◆ What to produce
Filter the entries that follow, copying every line in which the word "ScaleTransformation" appears.

◆ Supplied entries
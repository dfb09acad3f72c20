//! Progress reporting for the transformation search
//!
//! Loggers receive structured progress calls and never influence control
//! flow; swapping in [`NoopLogger`] changes nothing but the output.

/// Structured progress sink used by calculators and the orchestrator.
/// Send + Sync so loggers can be referenced from fold-parallel code.
pub trait SearchLogger: Send + Sync {
    /// A search stage begins.
    fn task_start(&self, message: &str);
    /// Progress within a stage (e.g. moving to the next column).
    fn task_update(&self, message: &str);
    /// A single candidate evaluation.
    fn progress(&self, message: &str);
    /// A stage-level outcome.
    fn task_result(&self, message: &str);
    /// The no-op reference score a stage gates against.
    fn baseline(&self, message: &str);
    /// A stage was skipped or found nothing.
    fn warn(&self, message: &str);
}

/// Discards everything.
#[derive(Debug, Clone, Copy, Default)]
pub struct NoopLogger;

impl SearchLogger for NoopLogger {
    fn task_start(&self, _message: &str) {}
    fn task_update(&self, _message: &str) {}
    fn progress(&self, _message: &str) {}
    fn task_result(&self, _message: &str) {}
    fn baseline(&self, _message: &str) {}
    fn warn(&self, _message: &str) {}
}

/// Emits through the `tracing` macros.
#[derive(Debug, Clone, Copy, Default)]
pub struct TracingLogger;

impl SearchLogger for TracingLogger {
    fn task_start(&self, message: &str) {
        tracing::info!(target: "featforge::search", "{message}");
    }

    fn task_update(&self, message: &str) {
        tracing::info!(target: "featforge::search", "{message}");
    }

    fn progress(&self, message: &str) {
        tracing::debug!(target: "featforge::search", "{message}");
    }

    fn task_result(&self, message: &str) {
        tracing::info!(target: "featforge::search", "{message}");
    }

    fn baseline(&self, message: &str) {
        tracing::info!(target: "featforge::search", "{message}");
    }

    fn warn(&self, message: &str) {
        tracing::warn!(target: "featforge::search", "{message}");
    }
}
/// Trim a spec's column-keyed parameters down to `required` columns,
/// dropping the spec entirely when nothing remains. Used by backward
/// pruning; dispatches exhaustively over the closed family set.
pub fn retain_spec_columns(
    spec: &TransformSpec,
    required: &BTreeSet<String>,
) -> Result<Option<TransformSpec>> {
    let rebuilt = Transform::from_spec(spec)?;

    let trimmed: Option<Transform> = match rebuilt {
        Transform::MissingValuesIndicator(t) => {
            let mut params = t.params();
            params.features.retain(|c| required.contains(c));
            (!params.features.is_empty())
                .then(|| Transform::MissingValuesIndicator(MissingValuesIndicator::new(params)))
        }
        Transform::MissingValuesHandler(t) => {
            let mut params = t.params();
            params
                .transformation_options
                .retain(|c, _| required.contains(c));
            params.n_neighbors.retain(|c, _| required.contains(c));
            (!params.transformation_options.is_empty())
                .then(|| Transform::MissingValuesHandler(MissingValuesHandler::new(params)))
        }
        Transform::OutliersHandler(t) => {
            let mut params = t.params();
            params
                .transformation_options
                .retain(|c, _| required.contains(c));
            params.thresholds.retain(|c, _| required.contains(c));
            params.lof_params.retain(|c, _| required.contains(c));
            params.iforest_params.retain(|c, _| required.contains(c));
            (!params.transformation_options.is_empty())
                .then(|| Transform::OutliersHandler(OutliersHandler::new(params)))
        }
        Transform::NonLinearTransformation(t) => {
            let mut params = t.params();
            params
                .transformation_options
                .retain(|c, _| required.contains(c));
            (!params.transformation_options.is_empty())
                .then(|| Transform::NonLinearTransformation(NonLinearTransformation::new(params)))
        }
        Transform::Normalization(t) => {
            let mut params = t.params();
            params
                .transformation_options
                .retain(|c, _| required.contains(c));
            (!params.transformation_options.is_empty())
                .then(|| Transform::Normalization(Normalization::new(params)))
        }
        Transform::QuantileTransformation(t) => {
            let mut params = t.params();
            params
                .transformation_options
                .retain(|c, _| required.contains(c));
            (!params.transformation_options.is_empty())
                .then(|| Transform::QuantileTransformation(QuantileTransformation::new(params)))
        }
        Transform::ScaleTransformation(t) => {
            let mut params = t.params();
            params
                .transformation_options
                .retain(|c, _| required.contains(c));
            params.quantile_range.retain(|c, _| required.contains(c));
            (!params.transformation_options.is_empty())
                .then(|| Transform::ScaleTransformation(ScaleTransformation::new(params)))
        }
        Transform::NumericalBinning(t) => {
            let mut params = t.params();
            params
                .transformation_options
                .retain(|c, _| required.contains(c));
            (!params.transformation_options.is_empty())
                .then(|| Transform::NumericalBinning(NumericalBinning::new(params)))
        }
        Transform::SplineTransformation(t) => {
            let mut params = t.params();
            params
                .transformation_options
                .retain(|c, _| required.contains(c));
            (!params.transformation_options.is_empty())
                .then(|| Transform::SplineTransformation(SplineTransformation::new(params)))
        }
        Transform::MathematicalOperations(t) => {
            let mut params = t.params();
            params
                .operations_options
                .retain(|(a, b, _)| required.contains(a) && required.contains(b));
            (!params.operations_options.is_empty())
                .then(|| Transform::MathematicalOperations(MathematicalOperations::new(params)))
        }
        Transform::DateTimeTransformer(t) => {
            let mut params = t.params();
            params.features.retain(|c| required.contains(c));
            (!params.features.is_empty())
                .then(|| Transform::DateTimeTransformer(DateTimeTransformer::new(params)))
        }
        Transform::CyclicalFeaturesTransformer(t) => {
            let mut params = t.params();
            params
                .transformation_options
                .retain(|c, _| required.contains(c));
            (!params.transformation_options.is_empty()).then(|| {
                Transform::CyclicalFeaturesTransformer(CyclicalFeaturesTransformer::new(params))
            })
        }
        Transform::CategoricalEncoding(t) => {
            let mut params = t.params();
            params
                .transformation_options
                .retain(|c, _| required.contains(c));
            (!params.transformation_options.is_empty())
                .then(|| Transform::CategoricalEncoding(CategoricalEncoding::new(params)))
        }
        Transform::ColumnSelection(t) => {
            let mut params = t.params();
            params.features.retain(|c| required.contains(c));
            (!params.features.is_empty())
                .then(|| Transform::ColumnSelection(ColumnSelection::new(params)))
        }
        Transform::DimensionalityReduction(t) => {
            let mut params = t.params();
            params.features.retain(|c| required.contains(c));
            (!params.features.is_empty())
                .then(|| Transform::DimensionalityReduction(DimensionalityReduction::new(params)))
        }
    };

    trimmed.map(|t| t.spec()).transpose()
}

#[cfg(test)]
mod tests {
    use super::*;

    #[test]
    fn test_unknown_transformer_is_config_error() {
        let spec = TransformSpec {
            name: "Bogus".to_string(),
            params: serde_json::json!({}),
        };
        assert!(matches!(
            Transform::from_spec(&spec),
            Err(FeatForgeError::UnknownTransformer(_))
        ));
    }

    #[test]
    fn test_spec_round_trip_column_selection() {
        let t = Transform::ColumnSelection(ColumnSelection::new(ColumnSelectionParams {
            features: vec!["a".to_string(), "b".to_string()],
        }));
        let spec = t.spec().unwrap();
        let rebuilt = Transform::from_spec(&spec).unwrap();
        assert_eq!(rebuilt.spec().unwrap(), spec);
    }

    #[test]
    fn test_retain_drops_emptied_spec() {
        let t = Transform::ColumnSelection(ColumnSelection::new(ColumnSelectionParams {
            features: vec!["a".to_string()],
        }));
        let spec = t.spec().unwrap();

        let mut required = BTreeSet::new();
        required.insert("z".to_string());
        assert!(retain_spec_columns(&spec, &required).unwrap().is_none());

        required.insert("a".to_string());
        assert!(retain_spec_columns(&spec, &required).unwrap().is_some());
    }

    #[test]
    fn test_retain_filters_pairwise_operations() {
        let t = Transform::MathematicalOperations(MathematicalOperations::new(MathOpsParams {
            operations_options: vec![
                ("a".to_string(), "b".to_string(), MathOperator::Multiply),
                ("a".to_string(), "c".to_string(), MathOperator::Add),
            ],
        }));
        let spec = t.spec().unwrap();

        let required: BTreeSet<String> =
            ["a", "b"].iter().map(|s| s.to_string()).collect();
        let trimmed = retain_spec_columns(&spec, &required).unwrap().unwrap();

        let rebuilt = Transform::from_spec(&trimmed).unwrap();
        match rebuilt {
            Transform::MathematicalOperations(m) => {
                assert_eq!(m.params().operations_options.len(), 1);
            }
            _ => unreachable!(),
        }
    }
}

◆ Answer for the task
        Transform::ScaleTransformation(t) => {
                .then(|| Transform::ScaleTransformation(ScaleTransformation::new(params)))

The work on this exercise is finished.